//! Error types for pane-mcp.

use serde::{Deserialize, Serialize};
use schemars::JsonSchema;
use thiserror::Error;

/// Main error type for pane-mcp operations.
#[derive(Debug, Error)]
pub enum Error {
    /// Terminal host unreachable, or the connection could not be re-established
    #[error("Connection error: {0}")]
    Connection(String),

    /// The requested session (pane) does not exist on the host
    #[error("Session not found: {0}")]
    SessionNotFound(String),

    /// A delivery strategy failed to place text into a session
    #[error("Delivery error: {0}")]
    Delivery(String),

    /// Waiting for a busy session exceeded the deadline, in seconds
    #[error("Timeout after {0}s waiting for the session")]
    Timeout(u64),

    /// The host answered, but with something we could not use
    #[error("Host error: {0}")]
    Host(String),

    /// Invalid input or parameters
    #[error("Invalid input: {0}")]
    InvalidInput(String),

    /// Configuration error
    #[error("Configuration error: {0}")]
    Config(String),

    /// IO error
    #[error("IO error: {0}")]
    Io(#[from] std::io::Error),

    /// Serialization/deserialization errors
    #[error("Serialization error: {0}")]
    Serialization(#[from] serde_json::Error),
}

impl Error {
    /// The coarse category reported to clients in a failed `Response`.
    pub fn kind(&self) -> ErrorKind {
        match self {
            Error::Connection(_) | Error::SessionNotFound(_) => ErrorKind::Connection,
            Error::Delivery(_) => ErrorKind::Delivery,
            Error::Timeout(_) => ErrorKind::Timeout,
            Error::InvalidInput(_) | Error::Config(_) => ErrorKind::InvalidInput,
            Error::Host(_) | Error::Io(_) | Error::Serialization(_) => ErrorKind::Internal,
        }
    }
}

/// Error category as seen by automation clients.
#[derive(Debug, Clone, Copy, PartialEq, Eq, Serialize, Deserialize, JsonSchema)]
#[serde(rename_all = "snake_case")]
pub enum ErrorKind {
    /// Host unreachable or session invalid
    Connection,
    /// Text could not be delivered
    Delivery,
    /// Deadline exceeded
    Timeout,
    /// Bad request
    InvalidInput,
    /// Anything else
    Internal,
}

/// Result type alias using our Error type.
pub type Result<T> = std::result::Result<T, Error>;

****************

* _Problem details_:
Find the number of lines in the listing that carry the word "Debug". Only that figure should appear in the reply.

* _Answer section_:
2